Just out of curiosity, do people really want to use multi-lingual programming languages?

Yes there are, otherwise this thread wouldn’t exist. :slight_smile: Actually it seems there are even people interested in mono-lingual programming languages based on [non-English languages](Non-English-based programming languages). Although, this is not the approach I’m looking for, and an internationalized compilation stack would be far more interesting as far as I’m concerned.

that such a thing would make life harder then just learning the few keywords (which are similar in all programming languages).

It all depends the use case. For example you probably wouldn’t use scratch to build your new OS, but it allow good introduction to programming with an interface whose translation is rather obvious.

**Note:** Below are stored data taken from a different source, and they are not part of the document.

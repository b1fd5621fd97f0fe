diesel::table! {
    profiles (id) {
        id -> Uuid,
        email -> Text,
        display_name -> Text,
        role -> Text,
        status -> Text,
        organization -> Text,
        avatar_url -> Nullable<Text>,
        password_hash -> Text,
        created_at -> Timestamptz,
    }
}

diesel::table! {
    sessions (token) {
        token -> Text,
        profile_id -> Uuid,
        display_name -> Text,
        created_at -> Timestamptz,
    }
}

diesel::table! {
    audit_events (id) {
        id -> Uuid,
        action -> Text,
        details -> Text,
        actor_id -> Nullable<Uuid>,
        actor_name -> Text,
        target_id -> Nullable<Uuid>,
        occurred_at -> Timestamptz,
    }
}

diesel::table! {
    intake_items (id) {
        id -> Uuid,
        title -> Text,
        description -> Text,
        client -> Text,
        requestor -> Text,
        priority -> Text,
        status -> Text,
        sla_due_at -> Timestamptz,
        assignee -> Nullable<Text>,
        tags -> Array<Text>,
        ai_triage -> Nullable<Text>,
        created_at -> Timestamptz,
        updated_at -> Timestamptz,
    }
}

diesel::table! {
    approvals (id) {
        id -> Uuid,
        title -> Text,
        description -> Text,
        client -> Text,
        status -> Text,
        due_date -> Nullable<Timestamptz>,
        token -> Text,
        created_at -> Timestamptz,
    }
}

diesel::table! {
    approval_events (id) {
        id -> Uuid,
        approval_id -> Uuid,
        kind -> Text,
        description -> Text,
        occurred_at -> Timestamptz,
    }
}

diesel::table! {
    budgets (id) {
        id -> Uuid,
        client_name -> Text,
        title -> Text,
        items -> Jsonb,
        status -> Text,
        created_at -> Timestamptz,
        updated_at -> Timestamptz,
    }
}

diesel::table! {
    deliverables (id) {
        id -> Uuid,
        name -> Text,
        client_name -> Text,
        kind -> Text,
        checks -> Jsonb,
        created_at -> Timestamptz,
        updated_at -> Timestamptz,
    }
}

diesel::table! {
    clients (id) {
        id -> Uuid,
        name -> Text,
        contact_email -> Text,
        status -> Text,
        owner_name -> Text,
        created_at -> Timestamptz,
    }
}

diesel::table! {
    contracts (id) {
        id -> Uuid,
        client_id -> Uuid,
        title -> Text,
        value -> Float8,
        status -> Text,
        start_date -> Nullable<Timestamptz>,
        end_date -> Nullable<Timestamptz>,
        created_at -> Timestamptz,
    }
}

diesel::table! {
    reports (id) {
        id -> Uuid,
        title -> Text,
        period -> Text,
        narrative -> Nullable<Text>,
        status -> Text,
        created_at -> Timestamptz,
        updated_at -> Timestamptz,
    }
}
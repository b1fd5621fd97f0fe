use serde_json::Value;

use crate::config::AiConfig;

/// Returned instead of generated content whenever no API key is configured.
/// Callers treat this as a successful, documented degradation.
pub const FALLBACK_NOTE: &str =
    "AI assistance is not configured. Set AI_API_KEY to enable generated content.";

/// Thin completion client shared by intake triage and report narratives.
#[derive(Clone)]
pub struct AiClient {
    client: reqwest::Client,
    api_key: Option<String>,
    base_url: String,
}

impl AiClient {
    pub fn from_config(cfg: &AiConfig) -> Self {
        AiClient {
            client: reqwest::Client::new(),
            api_key: cfg.api_key.clone(),
            base_url: cfg.base_url.clone(),
        }
    }

    pub fn is_configured(&self) -> bool {
        self.api_key.is_some()
    }

    /// One prompt in, one completion out. A missing key short-circuits to the
    /// fallback note; an HTTP failure propagates to the caller.
    pub async fn complete(&self, prompt: &str) -> anyhow::Result<String> {
        let Some(api_key) = &self.api_key else {
            return Ok(FALLBACK_NOTE.to_string());
        };

        let response = self
            .client
            .post(format!("{}/v1/chat/completions", self.base_url))
            .header("Authorization", format!("Bearer {api_key}"))
            .json(&serde_json::json!({
                "model": "gpt-4o-mini",
                "messages": [{"role": "user", "content": prompt}],
                "max_tokens": 600
            }))
            .send()
            .await?
            .error_for_status()?;

        let result: Value = response.json().await?;
        let content = result["choices"][0]["message"]["content"]
            .as_str()
            .unwrap_or("")
            .to_string();
        Ok(content)
    }
}

#[cfg(test)]
mod tests {
    use super::*;

    #[tokio::test]
    async fn missing_key_returns_fallback_note() {
        let client = AiClient::from_config(&AiConfig {
            api_key: None,
            base_url: "https://api.openai.com".to_string(),
        });
        assert!(!client.is_configured());
        let note = client.complete("summarize this period").await.unwrap();
        assert_eq!(note, FALLBACK_NOTE);
    }
}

All the more, the few keywords are just the flake on the edge of the iceberg. Otherwise, just letting user alias every keywords would be enough. Actually, a feature as simple as aliasing would already a huge step, but few language enable an extensive aliasing which include reserved keyword aliasing, plus the question of whether you can otherwrite or not an existing reserved keyword.

An internationalized programming language should lead to the same AST whatever the lexicon you are using. Surely it should be even possible to provide a tool which can provide high level translexicalisation of any localized Rustacean source to any other localized Rustacean source when the environment has the variable “LANG” set to it, including “DE” and “EN” (or possibly “C”).

The main problem I see is that talking with others and getting help for example would become much harder, because every time one needs to translate forth and back into/from the English version of the language.

It all depends of the language community size. The hypothesis under the previous claim is a chicken or egg problem. You only find helpful resources in English because only English is used for that kind of work so you will use English too.

And getting help on IRC or here, is a very fundamental thing in the Rust community.

That’s fine and I see there are some canal dedicated for languages other than English. For those who can speak English, it’s fine to be able to find a community willing to help you, and if you don’t, it’s still fine if you can get help.

I am from Germany, but I would never ever consider to use a wenn - dann conditional statement, for example.

Then it’s good for you. But maybe there are people out there who don’t speak English and would like to resolve programming problems without having to add the burden of learning such a complex speaking language as English additionally to the one of learning to program and develop a programming solution.

The only ‘language’ where I have seen this in real life is in Excel formulas and it comes exactly with the problems I have described above and some inconsistencies between English and German version if I remember correctly. :frowning:

Well, that’s why a single specified AST target is important. Without more precise information on this inconsistencies, it’s hard to utter anything really more relevant.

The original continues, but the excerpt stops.